The court’s rationale for this restriction on a private citizen’s speech is the “imbalance of power” between physician and patient. That, the court says, means the patient could be dissuaded from exercising his constitutional rights. But, as Prof. Volokh says, persuasion and dissuasion are exactly the sort of activity that is protected by the First Amendment. He finds equally unconvincing the court’s view that the restrictions are permissible because the patient is a “captive audience.”
And what’s next? He asks: Can the Florida legislature now prohibit questions that implicate other constitutionally protected rights?
“Are you sexually active?” “Are you using contraceptives?” “What kinds of contraceptives are you using?” “Do you want to have children at some point?” “Have you ever been pregnant?” “How many sexual partners have you had in the past year?” “Are you engaging in anal sex?” “How much television do your children watch?” “Do your children play violent videogames?”
Prof. Volokh concludes by echoing a point I made earlier. The 11th Circuit’s opinion, he says,
can apply to a wide range of situations where the government can claim some supposed tension (however indirect) between constitutional rights, some “power imbalance” between speaker and listener, or some “vulnerability” or “captivity” of the listener. If not reversed, it will set a dangerous precedent for speech far outside the gun debate.
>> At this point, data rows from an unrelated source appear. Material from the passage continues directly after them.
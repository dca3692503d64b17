// Copyright (c) 2025-2026 Adrian Robinson. Licensed under the AGPL-3.0.
// See LICENSE file in the project root for full license text.

//! Engine lifecycle: start and shutdown.

use std::time::Instant;
use tracing::{info, warn};

use crate::storage::{StorageError, StoreMode};

use super::{EngineState, MirrorEngine};

impl MirrorEngine {
    /// Open the local store and initialize every registered entity.
    ///
    /// Startup flow:
    /// 1. Open the store (durable file, or memory as fallback)
    /// 2. Create and migrate each entity table; this arms validation timers
    ///
    /// An entity whose init fails is logged and retried on first use; only a
    /// store that cannot be opened at all fails startup.
    #[tracing::instrument(skip(self))]
    pub async fn start(&self) -> Result<StoreMode, StorageError> {
        let started = Instant::now();
        info!("Starting mirror engine...");
        self.set_state(EngineState::Starting);

        let mode = match self.store.open().await {
            Ok(mode) => mode,
            Err(e) => {
                warn!(error = %e, "Local store unavailable, engine not started");
                self.set_state(EngineState::Created);
                return Err(e);
            }
        };

        let caches: Vec<_> = self.caches.read().values().cloned().collect();
        let mut ready = 0usize;
        for cache in &caches {
            if cache.init().await {
                ready += 1;
            } else {
                warn!(table = %cache.table_name(), "Entity init deferred to first use");
            }
        }

        self.set_state(EngineState::Running);
        info!(
            ?mode,
            entities = caches.len(),
            ready,
            elapsed_ms = started.elapsed().as_millis() as u64,
            "Mirror engine running"
        );
        Ok(mode)
    }

    /// Stop validation timers and close the store.
    ///
    /// In-flight validation passes run to completion against the closing
    /// store and resolve to skipped or unhealthy.
    #[tracing::instrument(skip(self))]
    pub async fn shutdown(&self) {
        info!("Initiating mirror engine shutdown...");
        self.set_state(EngineState::ShuttingDown);

        for cache in self.caches.read().values() {
            cache.stop_timer();
        }
        self.store.close().await;

        self.set_state(EngineState::Stopped);
        info!("Mirror engine shutdown complete");
    }
}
Closer to the SBM home, my concern about legislative bodies making medical judgments is reinforced by state laws promoting politically-favored messages not necessarily consistent with evidence-based medical practice. (I do not include the SOCT bans in this category. There the legislature’s judgment was medically sound.) As we’ve discussed a number of times on SBM, legislators sometimes wander far outside the boundaries of science in making decisions affecting healthcare: Legislative Alchemy, the 21st Century Cures Act, non-medical vaccination exemptions, and “Right to Try” statutes. Physician questioning about gun ownership is, in my view, based on a reasonable judgment that discussing it is, at least arguably, a medically sound preventive medicine practice. Yet, the court, in requiring “relevancy” to a specific patient’s medical care based on a “‘some particularized information about the individual patient” effectively overrules the physician’s judgment. The same is true of state laws requiring physicians to make scripted speeches containing medically irrelevant information. Perhaps we need a constitutional “right to science” to protect the public against scientifically unsound legislative decisions.